Vittorio Barruffo
Vittorio Barruffo (foto dal web)

Domenica 15 settembre un cacciatore ha rinvenuto in un bosco dell’Isere, Francia, un cadavere mutilato ed avvolto in un telo di cellophane: l’esame del Dna sul corpo ha rivelato che la vittima è l’italiano Vittorio Barruffo, scomparso lo scorso 9 luglio.

Il corpo mutilato, rinvenuto domenica 15 settembre da un cacciatore in un bosco dell’Isere, Francia, è quello di Vittorio Barruffo, un italiano nato a Napoli nel 1975 e di cui si erano perse le tracce lo scorso 9 luglio. A confermarlo i risultati dell’esame del Dna effettuati dalla procura: l’uomo, secondo i primi risultati dell’autopsia sarebbe morto a seguito di lesioni craniche provocategli da un colpo ricevuto con un corpo contundente e poi gli sarebbero stati amputati gli arti.
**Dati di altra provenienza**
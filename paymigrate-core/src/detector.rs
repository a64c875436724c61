//! SourcePay usage detector
//!
//! Runs the pattern library over a unit of text and reports endpoint
//! categories, SSL field names, nearby HTTP-client calls, configuration
//! references and migration-intent comments. Detection is pure: malformed
//! input yields empty lists, never an error.

use crate::hash::content_hash;
use crate::models::{
    CommentMatch, ConfigRefKind, ConfigReference, DetectedEndpoint, DetectionReport, EndpointMatch,
    FieldMatch, HttpCallMatch, Language,
};
use crate::pattern::{PatternLibrary, PROXIMITY_WINDOW};
use paymigrate_utils::{camel_to_snake, expand_to_lines, line_of_offset, should_exclude_path};
use std::collections::HashSet;
use std::path::Path;
use tracing::{debug, info, warn};

const BASE_CONFIDENCE: f64 = 0.5;
const MATCH_COUNT_STEP: f64 = 0.1;
const MATCH_COUNT_CAP: f64 = 0.3;
const SSL_FIELD_BONUS: f64 = 0.2;
const SOURCE_DOMAIN_BONUS: f64 = 0.2;
const HTTP_IDIOM_BONUS: f64 = 0.1;

/// Detector bound to a pattern library
#[derive(Debug, Clone, Copy)]
pub struct Detector<'a> {
    library: &'a PatternLibrary,
}

impl Default for Detector<'static> {
    fn default() -> Self {
        Self::new(PatternLibrary::shared())
    }
}

impl<'a> Detector<'a> {
    pub fn new(library: &'a PatternLibrary) -> Self {
        Self { library }
    }

    /// Run every detection family over `text`
    pub fn detect(&self, text: &str, language: Language) -> DetectionReport {
        let fields = self.detect_fields(text);
        let endpoints = self.detect_endpoints(text, language, &fields);

        DetectionReport {
            endpoints,
            http_calls: self.detect_http_calls(text, language),
            config_refs: self.detect_config_refs(text),
            comments: self.detect_comments(text),
            fields,
        }
    }

    /// Build one [`DetectedEndpoint`] per matched category.
    ///
    /// The snippet is the whole lines covering the category's first match,
    /// so it is always an exact substring of `text`.
    pub fn scan_source(&self, file_path: &str, text: &str, language: Language) -> Vec<DetectedEndpoint> {
        let report = self.detect(text, language);
        if report.endpoints.is_empty() {
            return Vec::new();
        }

        let hash = content_hash(text);
        report
            .endpoints
            .iter()
            .map(|m| {
                let (start, end) = expand_to_lines(text, m.start, m.end);
                DetectedEndpoint::new(
                    file_path,
                    line_of_offset(text, start),
                    m.endpoint_type,
                    &text[start..end],
                    m.ssl_fields.clone(),
                    language,
                    m.confidence,
                )
                .with_content_hash(hash.clone())
            })
            .collect()
    }

    /// Scan every supported source file under `root`
    pub fn scan_directory(&self, root: &Path, exclusions: &HashSet<String>) -> crate::Result<Vec<DetectedEndpoint>> {
        if !root.is_dir() {
            return Err(crate::Error::Io(std::io::Error::new(
                std::io::ErrorKind::NotFound,
                format!("Not a directory: {}", root.display()),
            )));
        }

        info!("Scanning {} for SourcePay usage", root.display());
        let mut endpoints = Vec::new();
        let mut files_scanned = 0usize;

        let walker = walkdir::WalkDir::new(root).into_iter().filter_entry(|entry| {
            let relative = entry.path().strip_prefix(root).unwrap_or(entry.path());
            !should_exclude_path(relative, exclusions)
        });

        for entry in walker {
            let entry = match entry {
                Ok(entry) => entry,
                Err(e) => {
                    warn!("Skipping unreadable entry: {}", e);
                    continue;
                }
            };
            if !entry.file_type().is_file() {
                continue;
            }

            let path = entry.path();
            let language = Language::from_path(path);
            if language == Language::Unknown {
                continue;
            }

            let text = match paymigrate_utils::read_text_lossy(path) {
                Ok(text) => text,
                Err(e) => {
                    warn!("Could not read {}: {}", path.display(), e);
                    continue;
                }
            };

            files_scanned += 1;
            let found = self.scan_source(&path.to_string_lossy(), &text, language);
            if !found.is_empty() {
                debug!("{} endpoint(s) in {}", found.len(), path.display());
            }
            endpoints.extend(found);
        }

        info!(
            "Scan completed: {} endpoints in {} files",
            endpoints.len(),
            files_scanned
        );
        Ok(endpoints)
    }

    fn detect_endpoints(&self, text: &str, language: Language, fields: &[FieldMatch]) -> Vec<EndpointMatch> {
        let has_ssl_fields = !fields.is_empty();
        let has_source_domain = self.library.source_domain().is_match(text);
        let has_http_idiom = self
            .library
            .http_idioms(language)
            .iter()
            .any(|idiom| idiom.compiled_regex.is_match(text));
        let ssl_fields: Vec<String> = fields.iter().map(|f| f.name.clone()).collect();

        let mut endpoints: Vec<EndpointMatch> = self
            .library
            .endpoint_rules()
            .iter()
            .filter_map(|rule| {
                let mut match_count = 0usize;
                let mut first: Option<(usize, usize)> = None;
                for pattern in &rule.patterns {
                    for m in pattern.compiled_regex.find_iter(text) {
                        match_count += 1;
                        if first.map_or(true, |(start, _)| m.start() < start) {
                            first = Some((m.start(), m.end()));
                        }
                    }
                }
                let (start, end) = first?;

                let mut confidence = BASE_CONFIDENCE + (MATCH_COUNT_STEP * match_count as f64).min(MATCH_COUNT_CAP);
                if has_ssl_fields {
                    confidence += SSL_FIELD_BONUS;
                }
                if has_source_domain {
                    confidence += SOURCE_DOMAIN_BONUS;
                }
                if has_http_idiom {
                    confidence += HTTP_IDIOM_BONUS;
                }

                Some(EndpointMatch {
                    endpoint_type: rule.endpoint_type,
                    match_count,
                    line_number: line_of_offset(text, start),
                    start,
                    end,
                    confidence: confidence.min(1.0),
                    ssl_fields: ssl_fields.clone(),
                })
            })
            .collect();

        endpoints.sort_by(|a, b| {
            b.confidence
                .total_cmp(&a.confidence)
                .then_with(|| a.endpoint_type.cmp(&b.endpoint_type))
        });
        endpoints
    }

    fn detect_fields(&self, text: &str) -> Vec<FieldMatch> {
        let mut found: Vec<FieldMatch> = Vec::new();

        for (index, line) in text.lines().enumerate() {
            for m in self.library.field_core().find_iter(line) {
                let Some(name) = normalize_field_name(m.as_str()) else {
                    continue;
                };
                if self.library.is_tls_setting(&name) || found.iter().any(|f| f.name == name) {
                    continue;
                }
                found.push(FieldMatch {
                    name,
                    raw: m.as_str().to_string(),
                    line_number: index + 1,
                    confidence: 1.0,
                });
            }
        }

        for variation in self.library.field_variations() {
            for (index, line) in text.lines().enumerate() {
                for captures in variation.rule.compiled_regex.captures_iter(line) {
                    let Some(raw) = captures.get(1) else {
                        continue;
                    };
                    let Some(name) = normalize_field_name(raw.as_str()) else {
                        continue;
                    };
                    if self.library.is_tls_setting(&name) {
                        continue;
                    }
                    // Lenient matches never shadow a name already found
                    if found
                        .iter()
                        .any(|f| f.name == name || f.name.contains(&name) || name.contains(&f.name))
                    {
                        continue;
                    }
                    found.push(FieldMatch {
                        name,
                        raw: raw.as_str().to_string(),
                        line_number: index + 1,
                        confidence: variation.confidence(),
                    });
                }
            }
        }

        found
    }

    fn detect_http_calls(&self, text: &str, language: Language) -> Vec<HttpCallMatch> {
        let markers: Vec<(usize, usize)> = self
            .library
            .source_marker()
            .find_iter(text)
            .filter(|m| !self.library.is_tls_setting(m.as_str()))
            .map(|m| (m.start(), m.end()))
            .collect();
        if markers.is_empty() {
            return Vec::new();
        }

        let mut calls = Vec::new();
        for idiom in self.library.http_idioms(language) {
            for m in idiom.compiled_regex.find_iter(text) {
                let window_start = m.start().saturating_sub(PROXIMITY_WINDOW);
                let window_end = m.end() + PROXIMITY_WINDOW;
                let nearby: Vec<&(usize, usize)> = markers
                    .iter()
                    .filter(|(start, end)| *end >= window_start && *start <= window_end)
                    .collect();
                if nearby.is_empty() {
                    continue;
                }

                let (line_start, line_end) = expand_to_lines(text, m.start(), m.end());
                let same_line = nearby
                    .iter()
                    .any(|(start, end)| *start >= line_start && *end <= line_end);

                calls.push(HttpCallMatch {
                    idiom: idiom.name.clone(),
                    language,
                    line_number: line_of_offset(text, m.start()),
                    code: text[line_start..line_end].trim().to_string(),
                    confidence: if same_line { 0.9 } else { 0.7 },
                });
            }
        }

        calls.sort_by_key(|c| c.line_number);
        calls
    }

    fn detect_config_refs(&self, text: &str) -> Vec<ConfigReference> {
        let mut refs: Vec<ConfigReference> = Vec::new();

        for config_rule in self.library.config_rules() {
            for captures in config_rule.rule.compiled_regex.captures_iter(text) {
                let Some(key) = captures.get(1) else {
                    continue;
                };
                if config_rule.kind == ConfigRefKind::ConfigKey && is_domain_name(key.as_str()) {
                    continue;
                }
                if self.library.is_tls_setting(key.as_str()) {
                    continue;
                }

                let line_number = line_of_offset(text, key.start());
                if refs.iter().any(|r| r.key == key.as_str() && r.line_number == line_number) {
                    continue;
                }
                refs.push(ConfigReference {
                    key: key.as_str().to_string(),
                    kind: config_rule.kind,
                    line_number,
                });
            }
        }

        refs.sort_by_key(|r| r.line_number);
        refs
    }

    fn detect_comments(&self, text: &str) -> Vec<CommentMatch> {
        self.library
            .comment_line()
            .captures_iter(text)
            .filter_map(|captures| {
                let body = captures.get(1)?;
                let has_intent = self
                    .library
                    .comment_intent()
                    .find_iter(body.as_str())
                    .any(|m| !self.library.is_tls_setting(m.as_str()));
                if !has_intent {
                    return None;
                }
                Some(CommentMatch {
                    text: body.as_str().trim().to_string(),
                    line_number: line_of_offset(text, body.start()),
                })
            })
            .collect()
    }
}

/// Normalize a captured field spelling to `ssl_snake_case`
fn normalize_field_name(raw: &str) -> Option<String> {
    let trimmed = raw.trim_matches(|c: char| matches!(c, '"' | '\'' | '`' | '$' | ':' | '[' | ']'));
    let trimmed = trimmed.strip_prefix("data-").unwrap_or(trimmed);

    let snake = camel_to_snake(&trimmed.replace('-', "_")).to_lowercase();
    let mut name = String::with_capacity(snake.len());
    for ch in snake.chars() {
        if ch == '_' && name.ends_with('_') {
            continue;
        }
        name.push(ch);
    }
    let name = name.trim_end_matches('_').to_string();

    (name.starts_with("ssl_") && name.len() > 4).then_some(name)
}

/// `sourcepay.com` and friends are URLs, not configuration keys
fn is_domain_name(key: &str) -> bool {
    key.split('.')
        .nth(1)
        .is_some_and(|segment| matches!(segment.to_lowercase().as_str(), "com" | "net" | "org" | "io"))
}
Rinvenuto corpo mutilato in un bosco francese: appartiene all’italiano scomparso Vittorio Barruffo

Un corpo avvolto in un telo di cellophane, privato degli arti e con evidenti lesioni craniche, occultato tra le fronde in terra di un bosco francese dell’Isere nella regione dell’Alvernia-Rodano-Alpi. Questa la macabra scoperta effettuata da un cacciatore domenica scorsa a seguito della quale la Procura di BourgoinJallieu aveva aperto un fascicolo di inchiesta per omicidio. Il corpo, come riportato dal quotidiano Dauphine Libère e dalla redazione di Fanpage, appartiene a Vittorio Barruffo, un italiano nato a Napoli nel 1975 e scomparso lo scorso 9 luglio dalla cittadina francese di Montalieu-Vercieu. Il quotidiano francese, stamane, ha pubblicato una foto dell’uomo in cui quest’ultimo indossa una collanina: il prezioso sarebbe stato ritrovato accanto al corpo in un sacchetto di plastica. Secondo quanto dichiarato dal Procuratore di Grenoble, Eric Vaillant, l’autopsia sul corpo ha rivelato quale potrebbe essere la causa della morte: “lesioni craniche causate da uno strumento contundente – riporta Fanpage- che potrebbe essere la causa della morte per gravi danni neurologici e/o emorragia“. La pista al momento più accreditata collegherebbe la morte del 41enne ad un regolamento di conti della camorra.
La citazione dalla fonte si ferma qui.